Is it even feasible to pinpoint the exact first use of something? Someone else must have noticed the same thing about Blore in the BBC drama, so I can’t be the only one. At any rate, unlike Emily’s, which appears to exist just for shock value, Blore’s queercoding is a lot more nuanced and intriguing.
Since Blore and Vera/Lombard are more intriguing and Emily, while worse, only has one scene to her detriment, I’ll give this one to the series.
6. Friendship Theme
Considering how much time they spend on the island thinking that anyone else could be a homicidal madman, it makes sense that the characters don’t become particularly close to one another.
However, there are some pairings that develop deeper friendships. Lombard and Vera’s relationship is one I’ve already covered, but it’s not the only one. Both the TV show and the book include an alliance between Wargrave and Armstrong. This is an essential part of the story, therefore it makes sense that it wouldn’t be changed.
Miss Brent confides in Vera exclusively in the narrative because they are both women. Despite their shared gender, similarities end there between the two. The gender gap is less glaring, but they still share screen time.
Emily isolates herself from the group because she believes she is superior, whereas Vera participates sooner in group conversations rather than being excluded because of her sex. The show also delves deeper into the connections made between the final five victims.

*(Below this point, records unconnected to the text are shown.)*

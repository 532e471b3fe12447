//! Crate-wide error type for the control/data connection layer.
//!
//! Mirrors the `FtpError`/`FtpErrorKind` shape: a flat kind enum,
//! a human message, an optional reply code, and manual `Display`/`Error`
//! impls. Queue-item-level problems use the separate, smaller `ProblemCode`
//! enum in `queue.rs` — connection errors and per-item problem codes are
//! kept as distinct layers.

use std::fmt;

/// Categorised engine error.
#[derive(Debug, Clone)]
pub struct EngineError {
    pub kind: EngineErrorKind,
    pub message: String,
    /// FTP reply code that triggered the error, if any.
    pub code: Option<u16>,
    pub detail: Option<String>,
}

#[derive(Debug, Clone, Copy, PartialEq, Eq)]
pub enum EngineErrorKind {
    /// TCP / DNS resolution failure.
    ConnectionFailed,
    /// AUTH TLS / TLS handshake failure.
    TlsFailed,
    /// Wrong username/password.
    AuthFailed,
    /// Server returned a 4xx/5xx for a command.
    CommandRejected,
    /// Data channel could not be established (PASV/PORT failed).
    DataChannelFailed,
    /// Transfer aborted, incomplete, or timed out.
    TransferFailed,
    /// No byte arrived on the data channel within the configured window.
    NoDataTimeout,
    /// MODE Z stream was not valid deflate.
    DecompressionFailed,
    /// Server sent an un-parseable response.
    ProtocolError,
    /// An I/O error on the local side (file read/write).
    IoError,
    /// Operation timed out (connect, listen, or command-reply timeout).
    Timeout,
    /// Session is disconnected / dropped.
    Disconnected,
    /// Proxy login-script failure.
    ProxyError,
    /// Config / parameter validation error.
    InvalidConfig,
    /// Out of memory while buffering a listing or a name.
    LowMemory,
    /// A CWD/PWD round trip revealed a directory cycle.
    DirEndlessLoop,
    /// Catch-all.
    Unknown,
}

pub type EngineResult<T> = Result<T, EngineError>;

impl EngineError {
    pub fn new(kind: EngineErrorKind, msg: impl Into<String>) -> Self {
        Self {
            kind,
            message: msg.into(),
            code: None,
            detail: None,
        }
    }

    pub fn with_code(mut self, code: u16) -> Self {
        self.code = Some(code);
        self
    }

    pub fn with_detail(mut self, detail: impl Into<String>) -> Self {
        self.detail = Some(detail.into());
        self
    }

    pub fn connection_failed(msg: impl Into<String>) -> Self {
        Self::new(EngineErrorKind::ConnectionFailed, msg)
    }

    pub fn tls_failed(msg: impl Into<String>) -> Self {
        Self::new(EngineErrorKind::TlsFailed, msg)
    }

    pub fn auth_failed(msg: impl Into<String>) -> Self {
        Self::new(EngineErrorKind::AuthFailed, msg)
    }

    pub fn command_rejected(code: u16, msg: impl Into<String>) -> Self {
        Self::new(EngineErrorKind::CommandRejected, msg).with_code(code)
    }

    pub fn data_channel(msg: impl Into<String>) -> Self {
        Self::new(EngineErrorKind::DataChannelFailed, msg)
    }

    pub fn transfer_failed(msg: impl Into<String>) -> Self {
        Self::new(EngineErrorKind::TransferFailed, msg)
    }

    pub fn no_data_timeout(msg: impl Into<String>) -> Self {
        Self::new(EngineErrorKind::NoDataTimeout, msg)
    }

    pub fn decompression_failed(msg: impl Into<String>) -> Self {
        Self::new(EngineErrorKind::DecompressionFailed, msg)
    }

    pub fn protocol_error(msg: impl Into<String>) -> Self {
        Self::new(EngineErrorKind::ProtocolError, msg)
    }

    pub fn io_error(msg: impl Into<String>) -> Self {
        Self::new(EngineErrorKind::IoError, msg)
    }

    pub fn timeout(msg: impl Into<String>) -> Self {
        Self::new(EngineErrorKind::Timeout, msg)
    }

    pub fn disconnected(msg: impl Into<String>) -> Self {
        Self::new(EngineErrorKind::Disconnected, msg)
    }

    pub fn proxy_error(msg: impl Into<String>) -> Self {
        Self::new(EngineErrorKind::ProxyError, msg)
    }

    pub fn invalid_config(msg: impl Into<String>) -> Self {
        Self::new(EngineErrorKind::InvalidConfig, msg)
    }

    pub fn low_memory(msg: impl Into<String>) -> Self {
        Self::new(EngineErrorKind::LowMemory, msg)
    }

    /// A CWD/PWD round trip closed one of the two recognised cycle kinds.
    /// Never cheap-retryable — the item fails structurally rather
    /// than waiting for a sibling worker to try the same doomed CWD again.
    pub fn endless_loop(cycle: crate::explored::CycleKind) -> Self {
        Self::new(EngineErrorKind::DirEndlessLoop, format!("{:?}", cycle))
    }

    /// Classify an FTP reply code into the most appropriate error kind,
    /// same role as `FtpError::from_reply`.
    pub fn from_reply(code: u16, text: &str) -> Self {
        let kind = match code {
            421 => EngineErrorKind::Disconnected,
            425 | 426 => EngineErrorKind::DataChannelFailed,
            430 | 530 => EngineErrorKind::AuthFailed,
            450 | 451 | 452 | 552 => EngineErrorKind::TransferFailed,
            500..=504 => EngineErrorKind::CommandRejected,
            _ if code >= 400 => EngineErrorKind::CommandRejected,
            _ => EngineErrorKind::Unknown,
        };
        Self {
            kind,
            message: text.to_string(),
            code: Some(code),
            detail: None,
        }
    }

    /// Whether this error class is safe to retry on the same worker
    /// without user intervention.
    pub fn is_cheap_retryable(&self) -> bool {
        matches!(
            self.kind,
            EngineErrorKind::NoDataTimeout | EngineErrorKind::DecompressionFailed
        ) || (self.kind == EngineErrorKind::DataChannelFailed
            && self.code.map(|c| c == 425 || c == 426).unwrap_or(false))
    }
}

impl fmt::Display for EngineError {
    fn fmt(&self, f: &mut fmt::Formatter<'_>) -> fmt::Result {
        match self.code {
            Some(code) => write!(f, "[{:?} {}] {}", self.kind, code, self.message),
            None => write!(f, "[{:?}] {}", self.kind, self.message),
        }
    }
}

impl std::error::Error for EngineError {}

impl From<std::io::Error> for EngineError {
    fn from(e: std::io::Error) -> Self {
        if e.kind() == std::io::ErrorKind::TimedOut {
            Self::timeout(format!("I/O timeout: {}", e))
        } else {
            Self::io_error(e.to_string())
        }
    }
}

impl From<EngineError> for String {
    fn from(e: EngineError) -> String {
        e.message
    }
}

#[cfg(test)]
mod tests {
    use super::*;

    #[test]
    fn from_reply_classifies_426_as_data_channel_failed() {
        let e = EngineError::from_reply(426, "Connection closed; transfer aborted");
        assert_eq!(e.kind, EngineErrorKind::DataChannelFailed);
    }

    #[test]
    fn transfer_aborted_426_is_cheap_retryable() {
        let e = EngineError::from_reply(426, "Connection closed; transfer aborted");
        assert!(e.is_cheap_retryable());
    }

    #[test]
    fn permanent_5xx_is_not_cheap_retryable() {
        let e = EngineError::from_reply(550, "No such file or directory");
        assert!(!e.is_cheap_retryable());
    }

    #[test]
    fn data_channel_failure_without_a_reply_code_is_not_cheap_retryable() {
        let e = EngineError::data_channel("could not parse PASV reply");
        assert!(!e.is_cheap_retryable());
    }
}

Armstrong becomes more outgoing with the group as a whole, and the dynamic between Blore and Lombard is given a humorously antagonistic twist. They spend a lot of time together, but the whole time they’re just sniping and insulting each other.
Lombard seems to despise Blore, but his reaction to Blore’s death is greater than his reaction to any of the others. Their bickering adds a touch of lightheartedness to an otherwise serious piece of literature without detracting too much from the overall mood.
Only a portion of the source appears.